/// Async record interpretation
///
/// Exec/status/notify and stream records are never correlated to a
/// command; they are forwarded to the registered event sink in arrival
/// order. This module gives the sink typed views over the raw records.
/// Interpretation is best-effort: an unknown class or a missing field
/// degrades to the raw record, never to a lost event.

use crate::output::Frame;
use crate::types::{AsyncRecord, MiValue, StreamRecord};
use std::fmt;

/// What the correlator forwards to the event sink.
#[derive(Debug, Clone, PartialEq)]
pub enum MiEvent {
    Async(AsyncRecord),
    Stream(StreamRecord),
}

/// Known async record classes
#[derive(Debug, Clone, Copy, PartialEq, Eq)]
pub enum AsyncClass {
    // Exec async records
    Running,
    Stopped,

    // Notify async records
    ThreadGroupAdded,
    ThreadGroupRemoved,
    ThreadGroupStarted,
    ThreadGroupExited,
    ThreadCreated,
    ThreadExited,
    ThreadSelected,
    LibraryLoaded,
    LibraryUnloaded,
    TraceframeChanged,
    TsvCreated,
    TsvDeleted,
    TsvModified,
    BreakpointCreated,
    BreakpointModified,
    BreakpointDeleted,
    RecordStarted,
    RecordStopped,
    CmdParamChanged,
    MemoryChanged,
}

impl AsyncClass {
    pub fn from_str(s: &str) -> Option<Self> {
        match s {
            "running" => Some(AsyncClass::Running),
            "stopped" => Some(AsyncClass::Stopped),
            "thread-group-added" => Some(AsyncClass::ThreadGroupAdded),
            "thread-group-removed" => Some(AsyncClass::ThreadGroupRemoved),
            "thread-group-started" => Some(AsyncClass::ThreadGroupStarted),
            "thread-group-exited" => Some(AsyncClass::ThreadGroupExited),
            "thread-created" => Some(AsyncClass::ThreadCreated),
            "thread-exited" => Some(AsyncClass::ThreadExited),
            "thread-selected" => Some(AsyncClass::ThreadSelected),
            "library-loaded" => Some(AsyncClass::LibraryLoaded),
            "library-unloaded" => Some(AsyncClass::LibraryUnloaded),
            "traceframe-changed" => Some(AsyncClass::TraceframeChanged),
            "tsv-created" => Some(AsyncClass::TsvCreated),
            "tsv-deleted" => Some(AsyncClass::TsvDeleted),
            "tsv-modified" => Some(AsyncClass::TsvModified),
            "breakpoint-created" => Some(AsyncClass::BreakpointCreated),
            "breakpoint-modified" => Some(AsyncClass::BreakpointModified),
            "breakpoint-deleted" => Some(AsyncClass::BreakpointDeleted),
            "record-started" => Some(AsyncClass::RecordStarted),
            "record-stopped" => Some(AsyncClass::RecordStopped),
            "cmd-param-changed" => Some(AsyncClass::CmdParamChanged),
            "memory-changed" => Some(AsyncClass::MemoryChanged),
            _ => None,
        }
    }
}

/// Why the target stopped
#[derive(Debug, Clone, Copy, PartialEq, Eq)]
pub enum StopReason {
    BreakpointHit,
    WatchpointTrigger,
    ReadWatchpointTrigger,
    AccessWatchpointTrigger,
    FunctionFinished,
    LocationReached,
    WatchpointScope,
    EndSteppingRange,
    ExitedSignalled,
    Exited,
    ExitedNormally,
    SignalReceived,
    SolibEvent,
    Fork,
    Vfork,
    SyscallEntry,
    SyscallReturn,
    Exec,
    NoHistory,
}

impl StopReason {
    pub fn from_str(s: &str) -> Option<Self> {
        match s {
            "breakpoint-hit" => Some(StopReason::BreakpointHit),
            "watchpoint-trigger" => Some(StopReason::WatchpointTrigger),
            "read-watchpoint-trigger" => Some(StopReason::ReadWatchpointTrigger),
            "access-watchpoint-trigger" => Some(StopReason::AccessWatchpointTrigger),
            "function-finished" => Some(StopReason::FunctionFinished),
            "location-reached" => Some(StopReason::LocationReached),
            "watchpoint-scope" => Some(StopReason::WatchpointScope),
            "end-stepping-range" => Some(StopReason::EndSteppingRange),
            "exited-signalled" => Some(StopReason::ExitedSignalled),
            "exited" => Some(StopReason::Exited),
            "exited-normally" => Some(StopReason::ExitedNormally),
            "signal-received" => Some(StopReason::SignalReceived),
            "solib-event" => Some(StopReason::SolibEvent),
            "fork" => Some(StopReason::Fork),
            "vfork" => Some(StopReason::Vfork),
            "syscall-entry" => Some(StopReason::SyscallEntry),
            "syscall-return" => Some(StopReason::SyscallReturn),
            "exec" => Some(StopReason::Exec),
            "no-history" => Some(StopReason::NoHistory),
            _ => None,
        }
    }
}

impl fmt::Display for StopReason {
    fn fmt(&self, f: &mut fmt::Formatter<'_>) -> fmt::Result {
        let s = match self {
            StopReason::BreakpointHit => "breakpoint-hit",
            StopReason::WatchpointTrigger => "watchpoint-trigger",
            StopReason::ReadWatchpointTrigger => "read-watchpoint-trigger",
            StopReason::AccessWatchpointTrigger => "access-watchpoint-trigger",
            StopReason::FunctionFinished => "function-finished",
            StopReason::LocationReached => "location-reached",
            StopReason::WatchpointScope => "watchpoint-scope",
            StopReason::EndSteppingRange => "end-stepping-range",
            StopReason::ExitedSignalled => "exited-signalled",
            StopReason::Exited => "exited",
            StopReason::ExitedNormally => "exited-normally",
            StopReason::SignalReceived => "signal-received",
            StopReason::SolibEvent => "solib-event",
            StopReason::Fork => "fork",
            StopReason::Vfork => "vfork",
            StopReason::SyscallEntry => "syscall-entry",
            StopReason::SyscallReturn => "syscall-return",
            StopReason::Exec => "exec",
            StopReason::NoHistory => "no-history",
        };
        write!(f, "{}", s)
    }
}

/// Typed view of a `*stopped` record
#[derive(Debug, Clone, PartialEq)]
pub struct StoppedEvent {
    pub reason: Option<StopReason>,
    pub thread_id: Option<String>,
    pub stopped_threads: Option<String>,
    pub breakpoint_number: Option<String>,
    pub frame: Option<Frame>,
    pub exit_code: Option<i32>,
    pub signal_name: Option<String>,
    pub signal_meaning: Option<String>,
}

impl StoppedEvent {
    /// `None` when the record is not a `*stopped` event.
    pub fn from_record(record: &AsyncRecord) -> Option<Self> {
        if record.class != "stopped" {
            return None;
        }
        Some(StoppedEvent {
            reason: record.find_string("reason").and_then(StopReason::from_str),
            thread_id: record.find_string("thread-id").map(str::to_string),
            stopped_threads: record.find_string("stopped-threads").map(str::to_string),
            breakpoint_number: record.find_string("bkptno").map(str::to_string),
            frame: record
                .find("frame")
                .and_then(MiValue::as_tuple)
                .and_then(|t| Frame::from_tuple(t).ok()),
            exit_code: record.find_string("exit-code").and_then(|s| s.parse().ok()),
            signal_name: record.find_string("signal-name").map(str::to_string),
            signal_meaning: record.find_string("signal-meaning").map(str::to_string),
        })
    }
}

/// The thread a `*running` record refers to (`"all"` for every thread).
pub fn running_thread(record: &AsyncRecord) -> Option<String> {
    if record.class != "running" {
        return None;
    }
    record.find_string("thread-id").map(str::to_string)
}

#[cfg(test)]
mod tests {
    use super::*;
    use crate::parser::parse_mi_line;
    use crate::types::MiRecord;

    fn async_record(line: &str) -> AsyncRecord {
        match parse_mi_line(line).unwrap() {
            MiRecord::Async(r) => r,
            other => panic!("expected async record, got {:?}", other),
        }
    }

    #[test]
    fn stop_reason_round_trips() {
        let reasons = [
            ("breakpoint-hit", StopReason::BreakpointHit),
            ("end-stepping-range", StopReason::EndSteppingRange),
            ("exited-normally", StopReason::ExitedNormally),
            ("signal-received", StopReason::SignalReceived),
        ];
        for (text, reason) in reasons {
            assert_eq!(StopReason::from_str(text), Some(reason));
            assert_eq!(reason.to_string(), text);
        }
        assert_eq!(StopReason::from_str("made-up"), None);
    }

    #[test]
    fn stopped_event_with_frame() {
        let record = async_record(
            r#"*stopped,reason="breakpoint-hit",disp="keep",bkptno="1",thread-id="1",stopped-threads="all",frame={addr="0x08048564",func="main",file="myprog.c",line="68"}"#,
        );
        let event = StoppedEvent::from_record(&record).unwrap();
        assert_eq!(event.reason, Some(StopReason::BreakpointHit));
        assert_eq!(event.thread_id.as_deref(), Some("1"));
        assert_eq!(event.breakpoint_number.as_deref(), Some("1"));
        let frame = event.frame.unwrap();
        assert_eq!(frame.func.as_deref(), Some("main"));
        assert_eq!(frame.line, Some(68));
    }

    #[test]
    fn stopped_event_with_signal() {
        let record = async_record(
            r#"*stopped,reason="signal-received",signal-name="SIGSEGV",signal-meaning="Segmentation fault",thread-id="1""#,
        );
        let event = StoppedEvent::from_record(&record).unwrap();
        assert_eq!(event.reason, Some(StopReason::SignalReceived));
        assert_eq!(event.signal_name.as_deref(), Some("SIGSEGV"));
        assert_eq!(event.signal_meaning.as_deref(), Some("Segmentation fault"));
    }

    #[test]
    fn unknown_stop_reason_degrades_to_none() {
        let record = async_record(r#"*stopped,reason="quantum-tunneled""#);
        let event = StoppedEvent::from_record(&record).unwrap();
        assert_eq!(event.reason, None);
    }

    #[test]
    fn running_record_is_not_a_stopped_event() {
        let record = async_record(r#"*running,thread-id="all""#);
        assert!(StoppedEvent::from_record(&record).is_none());
        assert_eq!(running_thread(&record).as_deref(), Some("all"));
    }

    #[test]
    fn async_class_parsing() {
        assert_eq!(
            AsyncClass::from_str("thread-group-started"),
            Some(AsyncClass::ThreadGroupStarted)
        );
        assert_eq!(
            AsyncClass::from_str("library-loaded"),
            Some(AsyncClass::LibraryLoaded)
        );
        assert_eq!(AsyncClass::from_str("definitely-new"), None);
    }
}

--- PROBLEM ---
Pull out all lines containing the word "BreakpointHit" from the entries above.

--- REPLY ---
    BreakpointHit,
            "breakpoint-hit" => Some(StopReason::BreakpointHit),
            StopReason::BreakpointHit => "breakpoint-hit",
            ("breakpoint-hit", StopReason::BreakpointHit),
        assert_eq!(event.reason, Some(StopReason::BreakpointHit));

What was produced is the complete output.